While HuggingFace does have mechanisms in place to vet and review models, the sheer volume and diversity of contributions make this a challenging endeavor. This is where the integration of external security assessment tools, like Microsoft's Counterfit, could play a pivotal role. By adopting such tools as a standard part of the model vetting process, platforms like HuggingFace can offer an added layer of assurance to their users.
Imagine a scenario where, alongside details like model architecture and performance metrics, there's a security score or badge, indicating the model's resilience against adversarial attacks or its compliance with certain security benchmarks. Such a feature wouldn't just protect end-users, it would also help users evaluate models for different use cases: e.g. for education, checking whether the model is resilient to prompt injection and general mischief.
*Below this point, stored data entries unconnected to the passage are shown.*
//! Decorated stable graphs.
//!
//! A stratum of the tautological ring is a stable graph whose vertices
//! carry a genus and kappa decorations and whose half-edges carry psi
//! decorations. A vertex stores a single polynomial: the constant term is
//! the genus, the `X^k` coefficient counts `kappa_k` insertions. An edge
//! end stores `1 + a*X` for `psi^a` on that half-edge, and a self-loop
//! stores `2 + a*X + b*X^2` for the psi powers on its two sides. A leg is
//! an edge column with a nonzero marking label.

use anyhow::{bail, Result};

use crate::poly::Poly;

/// An edge or leg column of a stratum.
#[derive(Clone, Debug, PartialEq, Eq, Hash)]
pub struct Edge {
    /// Marking label; zero for internal edges.
    pub marking: u32,
    /// Incidence polynomial per vertex.
    pub ends: Vec<Poly>,
}

/// Per-vertex summary used to prune isomorphism search: the genus/kappa
/// polynomial, the unmarked local columns (loops and free half-edges), the
/// marked legs, and the decorated incidences with every other vertex.
#[derive(Clone, Debug, Default, PartialEq, Eq, PartialOrd, Ord, Hash)]
pub struct VertexInvariant {
    pub genus: Poly,
    pub local: Vec<Poly>,
    pub marked: Vec<(u32, Poly)>,
    pub pairs: Vec<Vec<(Poly, Poly)>>,
}

/// Isomorphism-respecting summary of a whole graph, usable as a map key.
pub type GraphInvariant = Vec<VertexInvariant>;

#[derive(Clone, Debug, Default)]
pub struct Graph {
    /// Genus-and-kappa polynomial per vertex.
    pub genus: Vec<Poly>,
    pub edges: Vec<Edge>,
    invariant: Option<(GraphInvariant, Vec<Vec<usize>>)>,
}

impl PartialEq for Graph {
    fn eq(&self, other: &Self) -> bool {
        self.genus == other.genus && self.edges == other.edges
    }
}

impl Eq for Graph {}

impl Graph {
    pub fn new() -> Self {
        Self::default()
    }

    pub fn from_genus_list(genus_list: &[i64]) -> Self {
        Self {
            genus: genus_list.iter().map(|&g| Poly::constant(g)).collect(),
            edges: Vec::new(),
            invariant: None,
        }
    }

    pub fn num_vertices(&self) -> usize {
        self.genus.len()
    }

    pub fn num_edges(&self) -> usize {
        self.edges.len()
    }

    /// First Betti number of the underlying graph.
    pub fn h1(&self) -> i64 {
        self.edges.len() as i64 - self.genus.len() as i64 + 1
    }

    /// Number of half-edges and legs at each vertex.
    pub fn degree_vec(&self) -> Vec<i64> {
        let mut res = vec![0; self.num_vertices()];
        for e in &self.edges {
            for (i, end) in e.ends.iter().enumerate() {
                res[i] += end.coeff(0);
            }
        }
        res
    }

    pub fn degree(&self, i: usize) -> i64 {
        self.edges.iter().map(|e| e.ends[i].coeff(0)).sum()
    }

    /// Per-vertex parity bitmask of genus plus decoration degrees, used by
    /// the 3-spin relation machinery.
    pub fn target_parity(&self) -> u64 {
        let mut ans = 0u64;
        for i in 0..self.num_vertices() {
            let mut local_parity = 1 + self.genus[i].coeff(0);
            for e in &self.edges {
                local_parity += e.ends[i].coeff(1) + e.ends[i].coeff(2);
            }
            for j in 1..=self.genus[i].degree() {
                local_parity += j as i64 * self.genus[i].coeff(j);
            }
            ans += ((local_parity.rem_euclid(2)) as u64) << i;
        }
        ans
    }

    pub fn add_vertex(&mut self, g: i64) {
        self.genus.push(Poly::constant(g));
        for e in &mut self.edges {
            e.ends.push(Poly::zero());
        }
        self.invariant = None;
    }

    /// Append an edge column. `None` endpoints leave the column dangling
    /// (used transiently while assembling graphs); the same vertex twice
    /// makes a loop.
    pub fn add_edge(&mut self, i1: Option<usize>, i2: Option<usize>, marking: u32) {
        let mut ends = vec![Poly::zero(); self.num_vertices()];
        if let Some(i) = i1 {
            ends[i].add_monomial(1, 0);
        }
        if let Some(i) = i2 {
            ends[i].add_monomial(1, 0);
        }
        self.edges.push(Edge { marking, ends });
        self.invariant = None;
    }

    pub fn del_vertex(&mut self, i: usize) {
        self.genus.remove(i);
        for e in &mut self.edges {
            e.ends.remove(i);
        }
        self.invariant = None;
    }

    pub fn del_edge(&mut self, j: usize) {
        self.edges.remove(j);
        self.invariant = None;
    }

    /// Replace vertex `i` by two vertices with incidence rows `row1` and
    /// `row2` joined by a new edge. Each row is the genus polynomial
    /// followed by one entry per existing edge column.
    pub fn split_vertex(&mut self, i: usize, row1: &[Poly], row2: &[Poly]) {
        assert_eq!(row1.len(), self.num_edges() + 1);
        self.genus.push(row1[0].clone());
        self.genus.push(row2[0].clone());
        for (k, e) in self.edges.iter_mut().enumerate() {
            e.ends.push(row1[k + 1].clone());
            e.ends.push(row2[k + 1].clone());
        }
        let nv = self.num_vertices();
        self.add_edge(Some(nv - 2), Some(nv - 1), 0);
        self.del_vertex(i);
    }

    /// Substitute the graph `g` for vertex `i`, reattaching `g`'s legs to
    /// the edges at `i` by matching marking labels. `g` must have one leg
    /// per half-edge at `i` and no decorations near `i` on either side.
    pub fn replace_vertex_with_graph(&mut self, i: usize, g: &Graph) {
        let nv = self.num_vertices();
        let ne = self.num_edges();
        // Slot assignment for g's legs: marking-1 legs are mutually
        // interchangeable and get consecutive slots in column order.
        let mut unsym_cols = vec![0u32; g.num_edges()];
        let mut mark_nr: i64 = -1;
        for (k, e) in g.edges.iter().enumerate() {
            if e.marking > 0 {
                if e.marking == 1 {
                    mark_nr += 1;
                }
                unsym_cols[k] = (e.marking as i64 + mark_nr) as u32;
            }
        }
        let mut hedge_list_ones = Vec::new();
        let mut hedge_list_others = Vec::new();
        for (k, e) in self.edges.iter().enumerate() {
            for _ in 0..e.ends[i].coeff(0) {
                if e.marking == 1 {
                    hedge_list_ones.push(k);
                } else {
                    hedge_list_others.push(k);
                }
            }
        }
        let mut hedge_list = hedge_list_ones;
        hedge_list.append(&mut hedge_list_others);
        self.del_vertex(i);
        for _ in 0..g.num_edges() - hedge_list.len() {
            self.add_edge(None, None, 0);
        }
        for j in 0..g.num_vertices() {
            self.add_vertex(0);
            let idx = self.num_vertices() - 1;
            self.genus[idx] = g.genus[j].clone();
        }
        let base = nv - 1;
        let mut col = ne;
        for (k, e) in g.edges.iter().enumerate() {
            if e.marking > 0 {
                let slot = hedge_list[unsym_cols[k] as usize - 1];
                for j in 0..g.num_vertices() {
                    if self.edges[slot].ends[base + j].is_zero() {
                        self.edges[slot].ends[base + j] = e.ends[j].clone();
                    } else if !e.ends[j].is_zero() {
                        let a = self.edges[slot].ends[base + j].coeff(1);
                        let b = e.ends[j].coeff(1);
                        let mut merged = Poly::constant(2);
                        merged.add_monomial(a.max(b), 1);
                        merged.add_monomial(a.min(b), 2);
                        self.edges[slot].ends[base + j] = merged;
                    }
                }
            } else {
                for j in 0..g.num_vertices() {
                    self.edges[col].ends[base + j] = e.ends[j].clone();
                }
                col += 1;
            }
        }
        self.invariant = None;
    }

    /// Strip all kappa and psi decorations, leaving the topological type.
    pub fn purify(&mut self) {
        for p in &mut self.genus {
            *p = Poly::constant(p.coeff(0));
        }
        for e in &mut self.edges {
            for p in &mut e.ends {
                *p = Poly::constant(p.coeff(0));
            }
        }
        self.invariant = None;
    }

    /// Contract the undecorated edge `e`, merging its endpoints (or bumping
    /// the genus for a loop), and update the vertex/edge tracking lists.
    /// Contracting a leg is an error.
    pub fn contract(
        &mut self,
        e: usize,
        vlist: &mut Vec<Vec<usize>>,
        elist: &mut Vec<usize>,
    ) -> Result<()> {
        if self.edges[e].marking != 0 {
            bail!("cannot contract a marking");
        }
        let s: Vec<usize> = (0..self.num_vertices())
            .filter(|&v| !self.edges[e].ends[v].is_zero())
            .collect();
        if s.len() == 1 {
            self.genus[s[0]].add_monomial(1, 0);
            self.del_edge(e);
            elist.remove(e);
        } else {
            self.del_edge(e);
            elist.remove(e);
            let merged_genus = self.genus[s[0]].clone() + &self.genus[s[1]];
            let merged_ends: Vec<Poly> = self
                .edges
                .iter()
                .map(|edge| edge.ends[s[0]].clone() + &edge.ends[s[1]])
                .collect();
            self.genus.push(merged_genus);
            for (edge, end) in self.edges.iter_mut().zip(merged_ends) {
                edge.ends.push(end);
            }
            self.del_vertex(s[1]);
            self.del_vertex(s[0]);
            let v1 = vlist.remove(s[1]);
            let mut v0 = vlist.remove(s[0]);
            v0.extend(v1);
            vlist.push(v0);
        }
        self.invariant = None;
        Ok(())
    }

    /// Build the per-vertex invariants and the grouping of vertices into
    /// classes with equal invariant (candidate orbits for the permutation
    /// search).
    pub fn compute_invariant(&mut self) {
        let nv = self.num_vertices();
        let mut inv: Vec<VertexInvariant> = (0..nv)
            .map(|i| VertexInvariant {
                genus: self.genus[i].clone(),
                local: Vec::new(),
                marked: Vec::new(),
                pairs: vec![Vec::new(); nv],
            })
            .collect();
        for e in &self.edges {
            let l: Vec<usize> = (0..nv).filter(|&v| !e.ends[v].is_zero()).collect();
            if l.len() == 1 {
                if e.marking != 0 {
                    inv[l[0]].marked.push((e.marking, e.ends[l[0]].clone()));
                } else {
                    inv[l[0]].local.push(e.ends[l[0]].clone());
                }
            } else {
                inv[l[0]].pairs[l[1]].push((e.ends[l[0]].clone(), e.ends[l[1]].clone()));
                inv[l[1]].pairs[l[0]].push((e.ends[l[1]].clone(), e.ends[l[0]].clone()));
            }
        }
        for v in &mut inv {
            v.pairs.retain(|term| !term.is_empty());
            for term in &mut v.pairs {
                term.sort();
            }
            v.pairs.sort();
            v.marked.sort();
            v.local.sort();
        }
        let mut vertex_invariants: Vec<(usize, VertexInvariant)> =
            inv.iter().cloned().enumerate().collect();
        let mut invariant = inv;
        invariant.sort();
        vertex_invariants.sort_by(|a, b| a.1.cmp(&b.1));
        let mut groupings: Vec<Vec<usize>> = Vec::new();
        for i in 0..nv {
            if i == 0 || vertex_invariants[i].1 != vertex_invariants[i - 1].1 {
                groupings.push(Vec::new());
            }
            groupings.last_mut().unwrap().push(vertex_invariants[i].0);
        }
        self.invariant = Some((invariant, groupings));
    }

    /// The graph invariant; `compute_invariant` must have been called.
    pub fn invariant(&self) -> &GraphInvariant {
        &self.invariant.as_ref().expect("invariant not computed").0
    }

    pub fn vertex_groupings(&self) -> &[Vec<usize>] {
        &self.invariant.as_ref().expect("invariant not computed").1
    }

    pub fn has_invariant(&self) -> bool {
        self.invariant.is_some()
    }
}

#[cfg(test)]
mod tests {
    use super::*;

    /// One vertex of genus 1 with a loop and two legs marked 1, 2.
    fn base_graph() -> Graph {
        let mut g = Graph::from_genus_list(&[1]);
        g.add_edge(Some(0), Some(0), 0);
        g.add_edge(Some(0), None, 1);
        g.add_edge(Some(0), None, 2);
        g
    }

    #[test]
    fn test_counts() {
        let g = base_graph();
        assert_eq!(g.num_vertices(), 1);
        assert_eq!(g.num_edges(), 3);
        assert_eq!(g.h1(), 3);
        assert_eq!(g.degree_vec(), vec![4]);
    }

    #[test]
    fn test_split_and_contract() {
        let mut g = Graph::from_genus_list(&[2]);
        g.add_edge(Some(0), None, 1);
        // split into genus 1 with the leg + genus 1 bare
        let row1 = vec![Poly::constant(1), Poly::constant(1)];
        let row2 = vec![Poly::constant(1), Poly::zero()];
        g.split_vertex(0, &row1, &row2);
        assert_eq!(g.num_vertices(), 2);
        assert_eq!(g.num_edges(), 2);
        assert_eq!(g.h1(), 1);

        let mut vlist: Vec<Vec<usize>> = vec![vec![0], vec![1]];
        let mut elist: Vec<usize> = vec![0, 1];
        // contracting the leg is refused
        assert!(g.contract(0, &mut vlist, &mut elist).is_err());
        g.contract(1, &mut vlist, &mut elist).unwrap();
        assert_eq!(g.num_vertices(), 1);
        assert_eq!(g.genus[0], Poly::constant(2));
        assert_eq!(vlist, vec![vec![0, 1]]);
        assert_eq!(elist, vec![0]);
    }

    #[test]
    fn test_contract_loop() {
        let mut g = Graph::from_genus_list(&[1]);
        g.add_edge(Some(0), Some(0), 0);
        let mut vlist = vec![vec![0]];
        let mut elist = vec![0];
        g.contract(0, &mut vlist, &mut elist).unwrap();
        assert_eq!(g.genus[0], Poly::constant(2));
        assert_eq!(g.num_edges(), 0);
    }

    #[test]
    fn test_invariant_groups_equal_vertices() {
        let mut g = Graph::from_genus_list(&[1, 1]);
        g.add_edge(Some(0), Some(1), 0);
        g.compute_invariant();
        assert_eq!(g.vertex_groupings().len(), 1);
        assert_eq!(g.vertex_groupings()[0].len(), 2);

        let mut g = Graph::from_genus_list(&[1, 2]);
        g.add_edge(Some(0), Some(1), 0);
        g.compute_invariant();
        assert_eq!(g.vertex_groupings().len(), 2);
    }
}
HuggingFace, given its influence, is in a unique position to set industry standards. By championing security-centric practices, it can inspire other platforms and the broader AI community to prioritize safety and transparency. By taking the lead in integrating security assessment tools, advocating for model transparency, and promoting rigorous vetting processes, HuggingFace can set a paradigm that others can emulate.
In essence, as the nexus between AI innovation and collaboration, platforms like HuggingFace carry the torch for a future where AI is not just advanced, but also safe and trustworthy. We'd love to see HuggingFace add something similar to a security rating and hope this inspires some action.